それが叶わないことだと分かっていても栞は口に出して願うことでいつかは叶えてくれると思い続けてきたのです。
ーお前が我が祠、御伽社(おとぎやしろ)まで参道を通って来たのだ。と言っても思い悩んでいる娘の姿が見えたので、ワタシがこっちに来るように導いたのもある。森に居ると気づいた時、もしお前があそこで引き返していれば元の道に出れたであろう。いやはや、人間の好奇心は実に己に忠実だ。クククッ。

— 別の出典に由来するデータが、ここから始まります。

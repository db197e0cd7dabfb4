use crate::{
    auth::auth::AuthUser,
    error::{ApiError, ApiResult},
    model::post::{Comment, Post},
};
use actix_web::{HttpResponse, web};
use chrono::NaiveDateTime;
use serde::{Deserialize, Serialize};
use serde_json::json;
use sqlx::{MySqlPool, types::Json};
use std::collections::HashMap;
use tracing::info;
use utoipa::ToSchema;

const DEFAULT_POST_TYPE: &str = "Activity";

#[derive(Deserialize, ToSchema)]
pub struct CreatePost {
    #[schema(example = "Welcome our new designers!")]
    pub content: String,
    #[serde(rename = "type")]
    #[schema(example = "Announcement")]
    pub post_type: Option<String>,
    #[serde(default)]
    pub images: Vec<String>,
}

#[derive(Deserialize, ToSchema)]
pub struct CreateComment {
    #[schema(example = "Congratulations!")]
    pub content: String,
}

#[derive(Serialize, ToSchema)]
pub struct CommentView {
    pub id: u64,
    #[schema(example = "Asha Rao")]
    pub author_name: String,
    pub content: String,
    #[schema(value_type = String, format = "date-time")]
    pub created_at: NaiveDateTime,
}

#[derive(Serialize, ToSchema)]
pub struct PostView {
    pub id: u64,
    #[schema(example = "Admin")]
    pub author_name: String,
    pub content: String,
    #[serde(rename = "type")]
    pub post_type: String,
    pub images: Vec<String>,
    #[schema(value_type = String, format = "date-time")]
    pub created_at: NaiveDateTime,
    pub likes_count: usize,
    /// Employee codes of everyone who liked the post
    pub likes: Vec<String>,
    pub comments: Vec<CommentView>,
}

/// Name shown for rows whose author was deleted or is the built-in admin.
fn author_label(name: Option<String>) -> String {
    name.filter(|n| !n.trim().is_empty())
        .unwrap_or_else(|| "Admin".to_string())
}

#[derive(sqlx::FromRow)]
struct PostRow {
    #[sqlx(flatten)]
    post: Post,
    author_name: Option<String>,
}

#[derive(sqlx::FromRow)]
struct CommentRow {
    #[sqlx(flatten)]
    comment: Comment,
    author_name: Option<String>,
}

fn assemble(
    posts: Vec<PostRow>,
    likes: Vec<(u64, String)>,
    comments: Vec<CommentRow>,
) -> Vec<PostView> {
    let mut likes_by_post: HashMap<u64, Vec<String>> = HashMap::new();
    for (post_id, code) in likes {
        likes_by_post.entry(post_id).or_default().push(code);
    }

    let mut comments_by_post: HashMap<u64, Vec<CommentView>> = HashMap::new();
    for row in comments {
        comments_by_post
            .entry(row.comment.post_id)
            .or_default()
            .push(CommentView {
                id: row.comment.id,
                author_name: author_label(row.author_name),
                content: row.comment.content,
                created_at: row.comment.created_at,
            });
    }

    posts
        .into_iter()
        .map(|row| {
            let likes = likes_by_post.remove(&row.post.id).unwrap_or_default();
            PostView {
                author_name: author_label(row.author_name),
                likes_count: likes.len(),
                likes,
                comments: comments_by_post.remove(&row.post.id).unwrap_or_default(),
                id: row.post.id,
                content: row.post.content,
                post_type: row.post.post_type,
                images: row.post.images.0,
                created_at: row.post.created_at,
            }
        })
        .collect()
}

async fn post_exists(pool: &MySqlPool, id: u64) -> Result<bool, sqlx::Error> {
    sqlx::query_scalar::<_, bool>("SELECT EXISTS(SELECT 1 FROM posts WHERE id = ?)")
        .bind(id)
        .fetch_one(pool)
        .await
}

/// Feed, newest first
#[utoipa::path(
    get,
    path = "/api/posts",
    responses((status = 200, description = "Posts with likes and comments", body = [PostView])),
    security(("bearer_auth" = [])),
    tag = "Feed"
)]
pub async fn list_posts(_auth: AuthUser, pool: web::Data<MySqlPool>) -> ApiResult<HttpResponse> {
    let posts = sqlx::query_as::<_, PostRow>(
        r#"
        SELECT p.id, p.author_id, p.content, p.post_type, p.images, p.created_at,
               TRIM(CONCAT(e.first_name, ' ', COALESCE(e.last_name, ''))) AS author_name
        FROM posts p
        LEFT JOIN employees e ON e.id = p.author_id
        ORDER BY p.created_at DESC, p.id DESC
        "#,
    )
    .fetch_all(pool.get_ref())
    .await?;

    let likes: Vec<(u64, String)> = sqlx::query_as(
        r#"
        SELECT pl.post_id, e.employee_id
        FROM post_likes pl
        JOIN employees e ON e.id = pl.employee_id
        "#,
    )
    .fetch_all(pool.get_ref())
    .await?;

    let comments = sqlx::query_as::<_, CommentRow>(
        r#"
        SELECT c.id, c.post_id, c.author_id, c.content, c.created_at,
               TRIM(CONCAT(e.first_name, ' ', COALESCE(e.last_name, ''))) AS author_name
        FROM post_comments c
        LEFT JOIN employees e ON e.id = c.author_id
        ORDER BY c.created_at, c.id
        "#,
    )
    .fetch_all(pool.get_ref())
    .await?;

    Ok(HttpResponse::Ok().json(assemble(posts, likes, comments)))
}

/// Publish a post
#[utoipa::path(
    post,
    path = "/api/posts",
    request_body = CreatePost,
    responses(
        (status = 201, description = "Post created", body = Object, example = json!({"message": "Post created successfully", "id": 8})),
        (status = 400, description = "Content is required"),
        (status = 403, description = "Admin only")
    ),
    security(("bearer_auth" = [])),
    tag = "Feed"
)]
pub async fn create_post(
    auth: AuthUser,
    pool: web::Data<MySqlPool>,
    payload: web::Json<CreatePost>,
) -> ApiResult<HttpResponse> {
    auth.require_admin()?;

    let payload = payload.into_inner();
    let content = payload.content.trim();
    if content.is_empty() {
        return Err(ApiError::bad_request("Content is required"));
    }
    let post_type = payload
        .post_type
        .as_deref()
        .map(str::trim)
        .filter(|t| !t.is_empty())
        .unwrap_or(DEFAULT_POST_TYPE);

    let id = sqlx::query("INSERT INTO posts (author_id, content, post_type, images) VALUES (?, ?, ?, ?)")
        .bind(auth.employee_id)
        .bind(content)
        .bind(post_type)
        .bind(Json(&payload.images))
        .execute(pool.get_ref())
        .await?
        .last_insert_id();

    info!(id, author = %auth.user_key, "Post created");
    Ok(HttpResponse::Created().json(json!({"message": "Post created successfully", "id": id})))
}

/// Delete a post
#[utoipa::path(
    delete,
    path = "/api/posts/{id}",
    params(("id" = u64, Path, description = "Post id")),
    responses((status = 200, description = "Post deleted"), (status = 403, description = "Admin only"), (status = 404, description = "Post not found")),
    security(("bearer_auth" = [])),
    tag = "Feed"
)]
pub async fn delete_post(
    auth: AuthUser,
    pool: web::Data<MySqlPool>,
    path: web::Path<u64>,
) -> ApiResult<HttpResponse> {
    auth.require_admin()?;

    let deleted = sqlx::query("DELETE FROM posts WHERE id = ?")
        .bind(path.into_inner())
        .execute(pool.get_ref())
        .await?
        .rows_affected();

    if deleted == 0 {
        return Err(ApiError::not_found("Post not found"));
    }
    Ok(HttpResponse::Ok().json(json!({"message": "Post deleted successfully"})))
}

/// Like or unlike a post
#[utoipa::path(
    post,
    path = "/api/posts/{id}/like",
    params(("id" = u64, Path, description = "Post id")),
    responses(
        (status = 200, description = "Like toggled", body = Object, example = json!({"message": "Liked", "likes_count": 3})),
        (status = 403, description = "No employee profile"),
        (status = 404, description = "Post not found")
    ),
    security(("bearer_auth" = [])),
    tag = "Feed"
)]
pub async fn toggle_like(
    auth: AuthUser,
    pool: web::Data<MySqlPool>,
    path: web::Path<u64>,
) -> ApiResult<HttpResponse> {
    let employee_id = auth.require_employee_id()?;
    let post_id = path.into_inner();

    if !post_exists(pool.get_ref(), post_id).await? {
        return Err(ApiError::not_found("Post not found"));
    }

    let removed = sqlx::query("DELETE FROM post_likes WHERE post_id = ? AND employee_id = ?")
        .bind(post_id)
        .bind(employee_id)
        .execute(pool.get_ref())
        .await?
        .rows_affected();

    if removed == 0 {
        sqlx::query("INSERT IGNORE INTO post_likes (post_id, employee_id) VALUES (?, ?)")
            .bind(post_id)
            .bind(employee_id)
            .execute(pool.get_ref())
            .await?;
    }

    let likes_count: i64 = sqlx::query_scalar("SELECT COUNT(*) FROM post_likes WHERE post_id = ?")
        .bind(post_id)
        .fetch_one(pool.get_ref())
        .await?;

    let message = if removed == 0 { "Liked" } else { "Unliked" };
    Ok(HttpResponse::Ok().json(json!({"message": message, "likes_count": likes_count})))
}

/// Comment on a post
#[utoipa::path(
    post,
    path = "/api/posts/{id}/comment",
    params(("id" = u64, Path, description = "Post id")),
    request_body = CreateComment,
    responses(
        (status = 201, description = "Comment added", body = Object, example = json!({"message": "Comment added", "id": 21})),
        (status = 400, description = "Content is required"),
        (status = 404, description = "Post not found")
    ),
    security(("bearer_auth" = [])),
    tag = "Feed"
)]
pub async fn add_comment(
    auth: AuthUser,
    pool: web::Data<MySqlPool>,
    path: web::Path<u64>,
    payload: web::Json<CreateComment>,
) -> ApiResult<HttpResponse> {
    let content = payload.content.trim();
    if content.is_empty() {
        return Err(ApiError::bad_request("Content is required"));
    }

    let post_id = path.into_inner();
    if !post_exists(pool.get_ref(), post_id).await? {
        return Err(ApiError::not_found("Post not found"));
    }

    let id = sqlx::query("INSERT INTO post_comments (post_id, author_id, content) VALUES (?, ?, ?)")
        .bind(post_id)
        .bind(auth.employee_id)
        .bind(content)
        .execute(pool.get_ref())
        .await?
        .last_insert_id();

    Ok(HttpResponse::Created().json(json!({"message": "Comment added", "id": id})))
}

#[cfg(test)]
mod tests {
    use super::*;
    use crate::api::test_support::{bearer, lazy_pool};
    use crate::config::Config;
    use crate::model::role::Role;
    use actix_web::{App, test};
    use chrono::NaiveDate;

    fn ts(h: u32) -> NaiveDateTime {
        NaiveDate::from_ymd_opt(2026, 3, 2).unwrap().and_hms_opt(h, 0, 0).unwrap()
    }

    #[::core::prelude::v1::test]
    fn feed_groups_likes_and_comments_per_post() {
        let posts = vec![
            PostRow {
                post: Post {
                    id: 2,
                    author_id: None,
                    content: "Holi party at 4".into(),
                    post_type: "Event".into(),
                    images: Json(vec![]),
                    created_at: ts(12),
                },
                author_name: None,
            },
            PostRow {
                post: Post {
                    id: 1,
                    author_id: Some(3),
                    content: "Welcome Kiran".into(),
                    post_type: "Activity".into(),
                    images: Json(vec!["https://cdn/kiran.png".into()]),
                    created_at: ts(9),
                },
                author_name: Some("Ravi Kumar".into()),
            },
        ];
        let likes = vec![(1, "MW-001".to_string()), (1, "MW-004".to_string())];
        let comments = vec![CommentRow {
            comment: Comment {
                id: 5,
                post_id: 2,
                author_id: Some(1),
                content: "See you there".into(),
                created_at: ts(13),
            },
            author_name: Some("Asha Rao".into()),
        }];

        let feed = assemble(posts, likes, comments);
        assert_eq!(feed[0].author_name, "Admin");
        assert_eq!(feed[0].likes_count, 0);
        assert_eq!(feed[0].comments.len(), 1);
        assert_eq!(feed[1].likes, vec!["MW-001", "MW-004"]);
        assert_eq!(feed[1].images.len(), 1);
    }

    #[actix_web::test]
    async fn only_admins_post_and_content_is_required() {
        let app = test::init_service(
            App::new()
                .app_data(web::Data::new(lazy_pool()))
                .app_data(web::Data::new(Config::for_tests()))
                .route("/api/posts", web::post().to(create_post))
                .route("/api/posts/{id}/comment", web::post().to(add_comment)),
        )
        .await;

        let req = test::TestRequest::post()
            .uri("/api/posts")
            .insert_header(bearer(Role::Employee, Some(4)))
            .set_json(json!({"content": "hello"}))
            .to_request();
        assert_eq!(test::call_service(&app, req).await.status(), 403);

        let req = test::TestRequest::post()
            .uri("/api/posts")
            .insert_header(bearer(Role::Admin, None))
            .set_json(json!({"content": "   "}))
            .to_request();
        assert_eq!(test::call_service(&app, req).await.status(), 400);

        let req = test::TestRequest::post()
            .uri("/api/posts/1/comment")
            .insert_header(bearer(Role::Employee, Some(4)))
            .set_json(json!({"content": ""}))
            .to_request();
        assert_eq!(test::call_service(&app, req).await.status(), 400);
    }
}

状況がよく理解できませんでしたが、栞は狐の「願いを叶える」という言葉を思い出して喋りました。
『 本当に、叶えてくれるの?私の願い。』
ークククッ。嘘はつかんよ。どうかね?
どこか含むところがありそうな怪しい狐です。しかしその神とも呼べるべき美しい容貌や願いを叶えてくれるという甘い言葉に、栞に選択の余地などありませんでした。この時には既に、栞は目の前で起こっていることについて何の思考の抵抗もなかったのです。
『 じゃあ...叶えて頂戴!私の願い!』
そして次の瞬間、栞はそう狐に言い放っていました。
ーよかろう、だがあくまでも妄想の範囲だ。
狐は言いました。
『 何よそれ、さっきから妄想って。』
意味が分からずに栞は聞き返しました。
ーよく聞け小娘、お前の運の悪さは生まれつきだ。いくらワタシの力でもそれを丸ごと取り払うことはできん。それに、お前は自分が不幸にならないために何か行いを改めてきたのか?
『 ...と言うと?』
ー自分から不幸を回避することだ。
狐の言っている意味がますます分かりません。
『 そんなの出来るわけないじゃない。』
ーそうか?例えば、ハズレを引くと分かっているのなら端から期待しない。あるいはその事に慣れる、と言ったところだろうな。負けが見えてる勝負に参戦しないのと同じさ。あとはハズレを引いた時にそれに対応する、苦しみの中に楽しさを見出すという適応能力を身につける。そういう行動をとって来たか?自分の力でなんとか改善しようと努力したことはないのか?
『 そ、れはないけど...。』
栞は黙ってしまいました。狐の言っていることがもっともらしいと感じていたのです。今までこのクジ運の悪さを自分の出来る範囲で解決しようとはしてきませんでした。しかし今はそんなことを考えている場合ではありません。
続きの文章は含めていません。